PROBLEM DETAILS:
In the entries that follow, how many lines include "Clone"? Give the number and nothing else.

DATA:
"""
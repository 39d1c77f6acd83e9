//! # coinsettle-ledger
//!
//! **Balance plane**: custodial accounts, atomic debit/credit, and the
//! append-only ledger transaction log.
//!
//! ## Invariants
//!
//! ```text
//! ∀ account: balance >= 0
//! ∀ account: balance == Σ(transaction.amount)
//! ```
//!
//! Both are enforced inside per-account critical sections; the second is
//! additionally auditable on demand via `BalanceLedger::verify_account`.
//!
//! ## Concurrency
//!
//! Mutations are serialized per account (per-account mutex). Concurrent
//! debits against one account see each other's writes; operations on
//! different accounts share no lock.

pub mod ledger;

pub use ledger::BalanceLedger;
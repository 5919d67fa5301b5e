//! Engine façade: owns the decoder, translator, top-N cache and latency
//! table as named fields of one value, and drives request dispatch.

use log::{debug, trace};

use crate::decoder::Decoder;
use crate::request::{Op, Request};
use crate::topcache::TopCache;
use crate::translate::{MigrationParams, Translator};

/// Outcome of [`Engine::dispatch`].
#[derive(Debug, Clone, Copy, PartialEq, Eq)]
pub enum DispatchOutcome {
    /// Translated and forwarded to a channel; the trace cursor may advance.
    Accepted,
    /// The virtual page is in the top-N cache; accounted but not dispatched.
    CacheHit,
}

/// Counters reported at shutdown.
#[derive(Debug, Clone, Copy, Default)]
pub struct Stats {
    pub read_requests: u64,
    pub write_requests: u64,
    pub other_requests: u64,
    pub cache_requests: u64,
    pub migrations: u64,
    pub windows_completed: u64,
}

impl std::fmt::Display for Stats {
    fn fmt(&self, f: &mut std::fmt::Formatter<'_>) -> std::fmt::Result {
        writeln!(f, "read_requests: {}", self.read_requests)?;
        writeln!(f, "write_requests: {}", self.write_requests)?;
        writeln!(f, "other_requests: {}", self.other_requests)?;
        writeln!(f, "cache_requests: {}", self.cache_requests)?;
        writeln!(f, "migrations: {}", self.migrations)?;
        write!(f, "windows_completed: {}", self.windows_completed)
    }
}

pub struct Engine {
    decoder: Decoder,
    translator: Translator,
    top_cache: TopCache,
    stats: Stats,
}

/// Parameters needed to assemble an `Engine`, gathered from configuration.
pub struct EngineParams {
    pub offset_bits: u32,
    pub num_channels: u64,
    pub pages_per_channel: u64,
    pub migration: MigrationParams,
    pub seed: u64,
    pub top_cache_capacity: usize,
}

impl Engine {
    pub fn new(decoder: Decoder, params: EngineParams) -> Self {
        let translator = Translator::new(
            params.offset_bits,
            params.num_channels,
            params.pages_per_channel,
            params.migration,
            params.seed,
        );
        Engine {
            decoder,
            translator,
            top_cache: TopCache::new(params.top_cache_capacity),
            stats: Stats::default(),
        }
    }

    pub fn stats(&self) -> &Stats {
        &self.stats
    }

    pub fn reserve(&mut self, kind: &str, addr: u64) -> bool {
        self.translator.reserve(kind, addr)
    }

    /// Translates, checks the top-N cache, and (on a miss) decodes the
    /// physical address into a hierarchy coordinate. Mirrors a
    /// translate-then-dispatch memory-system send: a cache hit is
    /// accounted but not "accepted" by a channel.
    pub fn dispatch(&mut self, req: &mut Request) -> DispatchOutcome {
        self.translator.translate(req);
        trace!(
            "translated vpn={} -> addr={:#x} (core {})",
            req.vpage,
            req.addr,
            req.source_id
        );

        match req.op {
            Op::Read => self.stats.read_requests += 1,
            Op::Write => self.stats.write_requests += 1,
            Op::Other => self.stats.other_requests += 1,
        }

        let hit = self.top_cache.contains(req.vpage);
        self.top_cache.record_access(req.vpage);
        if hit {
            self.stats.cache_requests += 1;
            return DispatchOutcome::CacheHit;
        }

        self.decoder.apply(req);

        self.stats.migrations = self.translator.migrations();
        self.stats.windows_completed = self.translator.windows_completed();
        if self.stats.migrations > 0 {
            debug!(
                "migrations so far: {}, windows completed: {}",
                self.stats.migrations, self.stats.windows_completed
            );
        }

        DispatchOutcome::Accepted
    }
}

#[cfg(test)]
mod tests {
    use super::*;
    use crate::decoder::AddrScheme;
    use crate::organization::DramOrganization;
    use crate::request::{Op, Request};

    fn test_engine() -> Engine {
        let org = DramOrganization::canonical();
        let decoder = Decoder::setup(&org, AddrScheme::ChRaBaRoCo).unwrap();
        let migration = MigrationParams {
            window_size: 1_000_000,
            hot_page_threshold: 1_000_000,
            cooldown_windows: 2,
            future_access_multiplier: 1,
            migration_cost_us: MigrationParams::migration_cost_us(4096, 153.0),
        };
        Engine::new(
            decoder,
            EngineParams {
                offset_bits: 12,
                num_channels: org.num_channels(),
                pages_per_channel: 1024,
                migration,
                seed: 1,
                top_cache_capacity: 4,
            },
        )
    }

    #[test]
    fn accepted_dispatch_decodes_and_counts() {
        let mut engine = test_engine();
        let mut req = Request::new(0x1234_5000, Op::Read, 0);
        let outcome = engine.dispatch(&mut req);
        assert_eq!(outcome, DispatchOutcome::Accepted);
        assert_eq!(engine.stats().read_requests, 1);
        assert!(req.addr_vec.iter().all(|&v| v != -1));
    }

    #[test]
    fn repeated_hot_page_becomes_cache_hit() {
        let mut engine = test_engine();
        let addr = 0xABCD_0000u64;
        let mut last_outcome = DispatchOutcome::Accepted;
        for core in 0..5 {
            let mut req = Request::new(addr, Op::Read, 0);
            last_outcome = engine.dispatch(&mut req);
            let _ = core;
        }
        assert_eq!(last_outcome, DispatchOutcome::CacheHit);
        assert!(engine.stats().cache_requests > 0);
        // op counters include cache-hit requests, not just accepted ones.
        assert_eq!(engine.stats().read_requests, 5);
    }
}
"""
ANSWER FOR THE TASK:
2